## PROBLEM TO WORK ON
Search the material below for the string "parent". Return every line that holds it.

## STUDY MATERIAL
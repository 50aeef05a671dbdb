//! HTTP client for a node's administrative API.

use crate::core::domain::{
    error::{DevbaoError, DevbaoResult, ValidationError},
    model::api_types::{
        AuditDevice, AuditInput, AuthInput, DataEnvelope, HaStatus, InitRequest, InitResponse,
        InitStatusResponse, LeaderResponse, MountInput, PolicyRequest, RaftConfiguration,
        RaftConfigurationResponse, RaftJoinRequest, RaftJoinResponse, RaftRemovePeerRequest,
        SealStatusResponse, SecretResponse, UnsealRequest,
    },
};
use reqwest::{
    Client, Method,
    header::{ACCEPT, CONTENT_TYPE},
};
use serde::{Serialize, de::DeserializeOwned};
use std::collections::BTreeMap;
use std::path::Path;
use tracing::debug;
use url::Url;

const TOKEN_HEADER: &str = "X-Vault-Token";
const JSON: &str = "application/json";
const MERGE_PATCH: &str = "application/merge-patch+json";

/// Client for one node's administrative API.
///
/// Every request carries the node's token (if any) in the `X-Vault-Token`
/// header. Failed responses are turned into [`DevbaoError::Api`] with the
/// server's error messages; transport failures into
/// [`DevbaoError::Connection`].
#[derive(Debug, Clone)]
pub struct ApiClient {
    http_client: Client,
    base_url: String,
    token: Option<String>,
}

impl ApiClient {
    /// Creates a client for `address` (e.g. `http://127.0.0.1:8200`).
    ///
    /// # Errors
    /// Returns `DevbaoError::Validation` if the address is not a URL,
    /// `DevbaoError::Io` if the CA bundle cannot be read, and
    /// `DevbaoError::Connection` if the HTTP client cannot be built.
    pub fn new(address: &str, token: Option<&str>, ca_path: Option<&Path>) -> DevbaoResult<Self> {
        let url = Url::parse(address).map_err(|e| {
            ValidationError::field("address", format!("invalid API address {address:?}: {e}"))
        })?;

        let mut builder = Client::builder();
        if let Some(ca_path) = ca_path {
            if url.scheme() == "https" {
                let pem = std::fs::read(ca_path).map_err(|e| DevbaoError::io(ca_path, e))?;
                let cert = reqwest::Certificate::from_pem(&pem).map_err(|e| {
                    DevbaoError::Connection(format!(
                        "invalid CA bundle {}: {e}",
                        ca_path.display()
                    ))
                })?;
                builder = builder.add_root_certificate(cert);
            }
        }
        let http_client = builder
            .build()
            .map_err(|e| DevbaoError::Connection(e.to_string()))?;

        Ok(Self {
            http_client,
            base_url: address.trim_end_matches('/').to_string(),
            token: token.filter(|t| !t.is_empty()).map(str::to_string),
        })
    }

    pub fn address(&self) -> &str {
        &self.base_url
    }

    /// Returns a copy of this client authenticating with `token` instead.
    pub fn with_token(&self, token: &str) -> Self {
        Self {
            token: Some(token.to_string()).filter(|t| !t.is_empty()),
            ..self.clone()
        }
    }

    pub async fn get<T>(&self, path: &str) -> DevbaoResult<T>
    where
        T: DeserializeOwned,
    {
        self.execute_request(Method::GET, path, None::<&()>, JSON)
            .await
    }

    pub async fn post<B, T>(&self, path: &str, body: &B) -> DevbaoResult<T>
    where
        B: Serialize + ?Sized,
        T: DeserializeOwned,
    {
        self.execute_request(Method::POST, path, Some(body), JSON)
            .await
    }

    pub async fn put<B, T>(&self, path: &str, body: &B) -> DevbaoResult<T>
    where
        B: Serialize + ?Sized,
        T: DeserializeOwned,
    {
        self.execute_request(Method::PUT, path, Some(body), JSON)
            .await
    }

    pub async fn delete<T>(&self, path: &str) -> DevbaoResult<T>
    where
        T: DeserializeOwned,
    {
        self.execute_request(Method::DELETE, path, None::<&()>, JSON)
            .await
    }

    /// Core request execution: sends, checks the status, and decodes the body.
    /// An empty body decodes as JSON `null`, so `()` and `Option<_>` accept
    /// `204 No Content`.
    async fn execute_request<B, T>(
        &self,
        method: Method,
        path: &str,
        body: Option<&B>,
        content_type: &str,
    ) -> DevbaoResult<T>
    where
        B: Serialize + ?Sized,
        T: DeserializeOwned,
    {
        let path = path.trim_start_matches('/');
        let url = format!("{}/v1/{}", self.base_url, path);
        debug!(target: "devbao::api", %method, %url, "request");

        let mut req_builder = self
            .http_client
            .request(method, &url)
            .header(ACCEPT, JSON);
        if let Some(token) = &self.token {
            req_builder = req_builder.header(TOKEN_HEADER, token);
        }
        if let Some(body) = body {
            let bytes = serde_json::to_vec(body).map_err(|source| DevbaoError::Serialization {
                context: format!("request body for {path}"),
                source,
            })?;
            req_builder = req_builder.header(CONTENT_TYPE, content_type).body(bytes);
        }

        let response = req_builder
            .send()
            .await
            .map_err(|e| DevbaoError::Connection(format!("HTTP request to {url} failed: {e}")))?;

        let status = response.status();
        let bytes = response
            .bytes()
            .await
            .map_err(|e| DevbaoError::Connection(format!("failed to read response from {url}: {e}")))?;

        if !status.is_success() {
            return Err(DevbaoError::Api {
                path: path.to_string(),
                status: status.as_u16(),
                message: error_message(&bytes),
            });
        }

        let payload: &[u8] = if bytes.iter().all(u8::is_ascii_whitespace) {
            b"null"
        } else {
            &bytes
        };
        serde_json::from_slice(payload).map_err(|e| DevbaoError::Api {
            path: path.to_string(),
            status: status.as_u16(),
            message: format!("failed to parse response: {e}"),
        })
    }

    pub async fn init_status(&self) -> DevbaoResult<bool> {
        let status: InitStatusResponse = self.get("sys/init").await?;
        Ok(status.initialized)
    }

    pub async fn init(&self, request: &InitRequest) -> DevbaoResult<InitResponse> {
        self.post("sys/init", request).await
    }

    pub async fn seal_status(&self) -> DevbaoResult<SealStatusResponse> {
        self.get("sys/seal-status").await
    }

    /// Submits one key share.
    pub async fn unseal(&self, key: &str) -> DevbaoResult<SealStatusResponse> {
        self.post("sys/unseal", &UnsealRequest { key }).await
    }

    pub async fn seal(&self) -> DevbaoResult<()> {
        self.put("sys/seal", &serde_json::json!({})).await
    }

    pub async fn leader(&self) -> DevbaoResult<LeaderResponse> {
        self.get("sys/leader").await
    }

    pub async fn raft_join(&self, request: &RaftJoinRequest) -> DevbaoResult<RaftJoinResponse> {
        self.post("sys/storage/raft/join", request).await
    }

    pub async fn raft_configuration(&self) -> DevbaoResult<RaftConfiguration> {
        let envelope: DataEnvelope<RaftConfigurationResponse> =
            self.get("sys/storage/raft/configuration").await?;
        Ok(envelope.data.config)
    }

    pub async fn raft_remove_peer(&self, server_id: &str) -> DevbaoResult<()> {
        let _: Option<SecretResponse> = self
            .post(
                "sys/storage/raft/remove-peer",
                &RaftRemovePeerRequest { server_id },
            )
            .await?;
        Ok(())
    }

    pub async fn ha_status(&self) -> DevbaoResult<HaStatus> {
        let envelope: DataEnvelope<HaStatus> = self.get("sys/ha-status").await?;
        Ok(envelope.data)
    }

    /// Lists secret engine mounts; doubles as a token validity probe.
    pub async fn list_mounts(&self) -> DevbaoResult<serde_json::Value> {
        self.get("sys/mounts").await
    }

    pub async fn mount(&self, path: &str, input: &MountInput) -> DevbaoResult<()> {
        let _: Option<SecretResponse> = self.post(&format!("sys/mounts/{path}"), input).await?;
        Ok(())
    }

    pub async fn unmount(&self, path: &str) -> DevbaoResult<()> {
        let _: Option<SecretResponse> = self.delete(&format!("sys/mounts/{path}")).await?;
        Ok(())
    }

    pub async fn enable_auth(&self, path: &str, auth_type: &str) -> DevbaoResult<()> {
        let input = AuthInput {
            auth_type,
            description: "",
        };
        let _: Option<SecretResponse> = self.post(&format!("sys/auth/{path}"), &input).await?;
        Ok(())
    }

    pub async fn disable_auth(&self, path: &str) -> DevbaoResult<()> {
        let _: Option<SecretResponse> = self.delete(&format!("sys/auth/{path}")).await?;
        Ok(())
    }

    pub async fn put_policy(&self, name: &str, policy: &str) -> DevbaoResult<()> {
        let _: Option<SecretResponse> = self
            .put(
                &format!("sys/policies/acl/{name}"),
                &PolicyRequest { policy },
            )
            .await?;
        Ok(())
    }

    pub async fn delete_policy(&self, name: &str) -> DevbaoResult<()> {
        let _: Option<SecretResponse> =
            self.delete(&format!("sys/policies/acl/{name}")).await?;
        Ok(())
    }

    /// Enabled audit devices keyed by mount path (with trailing slash).
    pub async fn list_audit(&self) -> DevbaoResult<BTreeMap<String, AuditDevice>> {
        let envelope: DataEnvelope<BTreeMap<String, AuditDevice>> = self.get("sys/audit").await?;
        Ok(envelope.data)
    }

    pub async fn enable_audit(&self, name: &str, input: &AuditInput) -> DevbaoResult<()> {
        let _: Option<SecretResponse> = self.put(&format!("sys/audit/{name}"), input).await?;
        Ok(())
    }

    /// Reads a logical path; `None` when the server returns no content.
    pub async fn read(&self, path: &str) -> DevbaoResult<Option<SecretResponse>> {
        self.get(path).await
    }

    pub async fn write<B>(&self, path: &str, body: &B) -> DevbaoResult<Option<SecretResponse>>
    where
        B: Serialize + ?Sized,
    {
        self.post(path, body).await
    }

    /// Applies a JSON merge patch to a logical path.
    pub async fn merge_patch<B>(
        &self,
        path: &str,
        body: &B,
    ) -> DevbaoResult<Option<SecretResponse>>
    where
        B: Serialize + ?Sized,
    {
        self.execute_request(Method::PATCH, path, Some(body), MERGE_PATCH)
            .await
    }
}

/// Extracts `{"errors": [...]}` from an error body, falling back to raw text.
fn error_message(body: &[u8]) -> String {
    #[derive(serde::Deserialize)]
    struct ErrorBody {
        #[serde(default)]
        errors: Vec<String>,
    }

    match serde_json::from_slice::<ErrorBody>(body) {
        Ok(parsed) if !parsed.errors.is_empty() => parsed.errors.join("; "),
        _ => {
            let text = String::from_utf8_lossy(body).trim().to_string();
            if text.is_empty() {
                "no error details returned".to_string()
            } else {
                text
            }
        }
    }
}
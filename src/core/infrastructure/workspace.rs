//! On-disk state store rooted at an explicit base directory.
//!
//! Layout:
//! ```text
//! <root>/nodes/<name>/node.json
//! <root>/clusters/<name>/cluster.json
//! ```
//! Documents are rewritten whole through a temporary file and a rename, so a
//! reader never observes a half-written record. There is no locking: one
//! operator at a time is assumed.

use crate::core::domain::{
    error::{DevbaoError, DevbaoResult, EntityKind},
    model::{cluster::Cluster, instance_config::RenderedConfig, node::Node},
};
use serde::{Serialize, de::DeserializeOwned};
use std::io::ErrorKind;
use std::path::{Path, PathBuf};
use tokio::fs;
use tracing::debug;

pub const NODES_DIR: &str = "nodes";
pub const CLUSTERS_DIR: &str = "clusters";
pub const NODE_FILE: &str = "node.json";
pub const CLUSTER_FILE: &str = "cluster.json";
pub const SERVICE_LOG: &str = "service.log";

#[derive(Debug, Clone)]
pub struct Workspace {
    root: PathBuf,
}

impl Workspace {
    pub fn new(root: impl Into<PathBuf>) -> Self {
        Self { root: root.into() }
    }

    pub fn root(&self) -> &Path {
        &self.root
    }

    pub fn node_dir(&self, name: &str) -> PathBuf {
        self.root.join(NODES_DIR).join(name)
    }

    pub fn node_log(&self, name: &str) -> PathBuf {
        self.node_dir(name).join(SERVICE_LOG)
    }

    pub fn cluster_dir(&self, name: &str) -> PathBuf {
        self.root.join(CLUSTERS_DIR).join(name)
    }

    fn document(&self, kind: EntityKind, name: &str) -> PathBuf {
        match kind {
            EntityKind::Node => self.node_dir(name).join(NODE_FILE),
            EntityKind::Cluster => self.cluster_dir(name).join(CLUSTER_FILE),
        }
    }

    fn entity_dir(&self, kind: EntityKind, name: &str) -> PathBuf {
        match kind {
            EntityKind::Node => self.node_dir(name),
            EntityKind::Cluster => self.cluster_dir(name),
        }
    }

    pub async fn node_exists(&self, name: &str) -> bool {
        fs::try_exists(self.document(EntityKind::Node, name))
            .await
            .unwrap_or(false)
    }

    pub async fn cluster_exists(&self, name: &str) -> bool {
        fs::try_exists(self.document(EntityKind::Cluster, name))
            .await
            .unwrap_or(false)
    }

    /// Reads a node record as stored, without normalizing or validating it.
    pub async fn read_node(&self, name: &str) -> DevbaoResult<Node> {
        self.read_document(EntityKind::Node, name).await
    }

    pub async fn write_node(&self, node: &Node) -> DevbaoResult<()> {
        self.write_document(EntityKind::Node, &node.name, node).await
    }

    pub async fn read_cluster(&self, name: &str) -> DevbaoResult<Cluster> {
        self.read_document(EntityKind::Cluster, name).await
    }

    pub async fn write_cluster(&self, cluster: &Cluster) -> DevbaoResult<()> {
        self.write_document(EntityKind::Cluster, &cluster.name, cluster)
            .await
    }

    /// Names of all persisted nodes, sorted.
    pub async fn list_nodes(&self) -> DevbaoResult<Vec<String>> {
        self.list(EntityKind::Node, NODES_DIR).await
    }

    /// Names of all persisted clusters, sorted.
    pub async fn list_clusters(&self) -> DevbaoResult<Vec<String>> {
        self.list(EntityKind::Cluster, CLUSTERS_DIR).await
    }

    /// Removes the node's whole directory. Returns `false` if it was already gone.
    pub async fn remove_node_dir(&self, name: &str) -> DevbaoResult<bool> {
        self.remove_dir(&self.entity_dir(EntityKind::Node, name))
            .await
    }

    pub async fn remove_cluster_dir(&self, name: &str) -> DevbaoResult<bool> {
        self.remove_dir(&self.entity_dir(EntityKind::Cluster, name))
            .await
    }

    pub async fn ensure_dir(&self, path: &Path) -> DevbaoResult<()> {
        fs::create_dir_all(path)
            .await
            .map_err(|e| DevbaoError::io(path, e))
    }

    /// Creates the directories and writes the files a rendered configuration needs.
    pub async fn materialize(&self, rendered: &RenderedConfig) -> DevbaoResult<()> {
        for dir in &rendered.directories {
            self.ensure_dir(dir).await?;
        }
        for file in &rendered.files {
            if let Some(parent) = file.path.parent() {
                self.ensure_dir(parent).await?;
            }
            fs::write(&file.path, &file.contents)
                .await
                .map_err(|e| DevbaoError::io(&file.path, e))?;
        }
        Ok(())
    }

    async fn read_document<T: DeserializeOwned>(
        &self,
        kind: EntityKind,
        name: &str,
    ) -> DevbaoResult<T> {
        let path = self.document(kind, name);
        let bytes = match fs::read(&path).await {
            Ok(bytes) => bytes,
            Err(e) if e.kind() == ErrorKind::NotFound => {
                return Err(DevbaoError::NotFound {
                    kind,
                    name: name.to_string(),
                });
            }
            Err(e) => return Err(DevbaoError::io(&path, e)),
        };
        serde_json::from_slice(&bytes).map_err(|source| DevbaoError::Serialization {
            context: format!("{kind} {name} from {}", path.display()),
            source,
        })
    }

    async fn write_document<T: Serialize>(
        &self,
        kind: EntityKind,
        name: &str,
        value: &T,
    ) -> DevbaoResult<()> {
        let dir = self.entity_dir(kind, name);
        self.ensure_dir(&dir).await?;

        let path = self.document(kind, name);
        let bytes =
            serde_json::to_vec_pretty(value).map_err(|source| DevbaoError::Serialization {
                context: format!("{kind} {name}"),
                source,
            })?;
        let tmp = path.with_extension("json.tmp");
        fs::write(&tmp, &bytes)
            .await
            .map_err(|e| DevbaoError::io(&tmp, e))?;
        fs::rename(&tmp, &path)
            .await
            .map_err(|e| DevbaoError::io(&path, e))?;
        debug!(target: "devbao::workspace", %kind, name, path = %path.display(), "saved record");
        Ok(())
    }

    async fn list(&self, kind: EntityKind, subdir: &str) -> DevbaoResult<Vec<String>> {
        let dir = self.root.join(subdir);
        let mut entries = match fs::read_dir(&dir).await {
            Ok(entries) => entries,
            Err(e) if e.kind() == ErrorKind::NotFound => return Ok(Vec::new()),
            Err(e) => return Err(DevbaoError::io(&dir, e)),
        };

        let mut names = Vec::new();
        while let Some(entry) = entries
            .next_entry()
            .await
            .map_err(|e| DevbaoError::io(&dir, e))?
        {
            let Some(name) = entry.file_name().to_str().map(str::to_string) else {
                continue;
            };
            if fs::try_exists(self.document(kind, &name))
                .await
                .unwrap_or(false)
            {
                names.push(name);
            }
        }
        names.sort();
        Ok(names)
    }

    async fn remove_dir(&self, dir: &Path) -> DevbaoResult<bool> {
        match fs::remove_dir_all(dir).await {
            Ok(()) => Ok(true),
            Err(e) if e.kind() == ErrorKind::NotFound => Ok(false),
            Err(e) => Err(DevbaoError::io(dir, e)),
        }
    }
}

## WRITTEN ANSWER
            if let Some(parent) = file.path.parent() {
                self.ensure_dir(parent).await?;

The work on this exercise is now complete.